### Stored items
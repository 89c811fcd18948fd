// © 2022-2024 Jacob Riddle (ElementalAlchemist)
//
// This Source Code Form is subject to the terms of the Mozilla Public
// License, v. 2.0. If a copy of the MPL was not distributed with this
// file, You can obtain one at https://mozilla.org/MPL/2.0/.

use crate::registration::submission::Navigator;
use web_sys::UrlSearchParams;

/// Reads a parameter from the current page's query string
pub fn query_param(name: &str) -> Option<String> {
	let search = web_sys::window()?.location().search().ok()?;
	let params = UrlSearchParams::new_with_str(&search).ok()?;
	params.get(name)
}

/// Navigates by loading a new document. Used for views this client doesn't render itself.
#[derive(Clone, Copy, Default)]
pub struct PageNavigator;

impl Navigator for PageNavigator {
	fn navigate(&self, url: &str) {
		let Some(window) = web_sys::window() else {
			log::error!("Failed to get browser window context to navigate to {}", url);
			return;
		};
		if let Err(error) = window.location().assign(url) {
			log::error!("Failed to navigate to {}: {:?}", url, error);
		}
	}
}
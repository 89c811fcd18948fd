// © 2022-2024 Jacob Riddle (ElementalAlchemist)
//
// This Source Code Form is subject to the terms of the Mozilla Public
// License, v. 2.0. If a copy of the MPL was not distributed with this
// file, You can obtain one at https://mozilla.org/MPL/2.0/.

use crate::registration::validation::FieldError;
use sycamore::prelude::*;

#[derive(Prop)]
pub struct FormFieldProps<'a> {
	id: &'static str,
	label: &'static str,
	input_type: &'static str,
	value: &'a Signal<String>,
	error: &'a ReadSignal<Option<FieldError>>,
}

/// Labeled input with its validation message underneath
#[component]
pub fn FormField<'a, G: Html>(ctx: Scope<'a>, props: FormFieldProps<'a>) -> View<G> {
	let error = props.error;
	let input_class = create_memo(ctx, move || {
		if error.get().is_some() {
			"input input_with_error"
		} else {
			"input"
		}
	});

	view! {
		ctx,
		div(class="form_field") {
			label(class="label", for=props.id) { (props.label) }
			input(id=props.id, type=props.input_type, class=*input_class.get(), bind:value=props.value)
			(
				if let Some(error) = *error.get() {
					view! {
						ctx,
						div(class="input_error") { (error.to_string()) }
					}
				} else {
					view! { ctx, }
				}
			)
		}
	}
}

### What you need to do
The records above are to be printed in full, exactly as they appear.

### Result of this task
repository 89c811fcd18948fd
// © 2022-2024 Jacob Riddle (ElementalAlchemist)
//
// This Source Code Form is subject to the terms of the Mozilla Public
// License, v. 2.0. If a copy of the MPL was not distributed with this
// file, You can obtain one at https://mozilla.org/MPL/2.0/.

use crate::registration::submission::Navigator;
use web_sys::UrlSearchParams;

/// Reads a parameter from the current page's query string
pub fn query_param(name: &str) -> Option<String> {
	let search = web_sys::window()?.location().search().ok()?;
	let params = UrlSearchParams::new_with_str(&search).ok()?;
	params.get(name)
}

/// Navigates by loading a new document. Used for views this client doesn't render itself.
#[derive(Clone, Copy, Default)]
pub struct PageNavigator;

impl Navigator for PageNavigator {
	fn navigate(&self, url: &str) {
		let Some(window) = web_sys::window() else {
			log::error!("Failed to get browser window context to navigate to {}", url);
			return;
		};
		if let Err(error) = window.location().assign(url) {
			log::error!("Failed to navigate to {}: {:?}", url, error);
		}
	}
}
repository 89c811fcd18948fd
// © 2022-2024 Jacob Riddle (ElementalAlchemist)
//
// This Source Code Form is subject to the terms of the Mozilla Public
// License, v. 2.0. If a copy of the MPL was not distributed with this
// file, You can obtain one at https://mozilla.org/MPL/2.0/.

use crate::registration::validation::FieldError;
use sycamore::prelude::*;

#[derive(Prop)]
pub struct FormFieldProps<'a> {
	id: &'static str,
	label: &'static str,
	input_type: &'static str,
	value: &'a Signal<String>,
	error: &'a ReadSignal<Option<FieldError>>,
}

/// Labeled input with its validation message underneath
#[component]
pub fn FormField<'a, G: Html>(ctx: Scope<'a>, props: FormFieldProps<'a>) -> View<G> {
	let error = props.error;
	let input_class = create_memo(ctx, move || {
		if error.get().is_some() {
			"input input_with_error"
		} else {
			"input"
		}
	});

	view! {
		ctx,
		div(class="form_field") {
			label(class="label", for=props.id) { (props.label) }
			input(id=props.id, type=props.input_type, class=*input_class.get(), bind:value=props.value)
			(
				if let Some(error) = *error.get() {
					view! {
						ctx,
						div(class="input_error") { (error.to_string()) }
					}
				} else {
					view! { ctx, }
				}
			)
		}
	}
}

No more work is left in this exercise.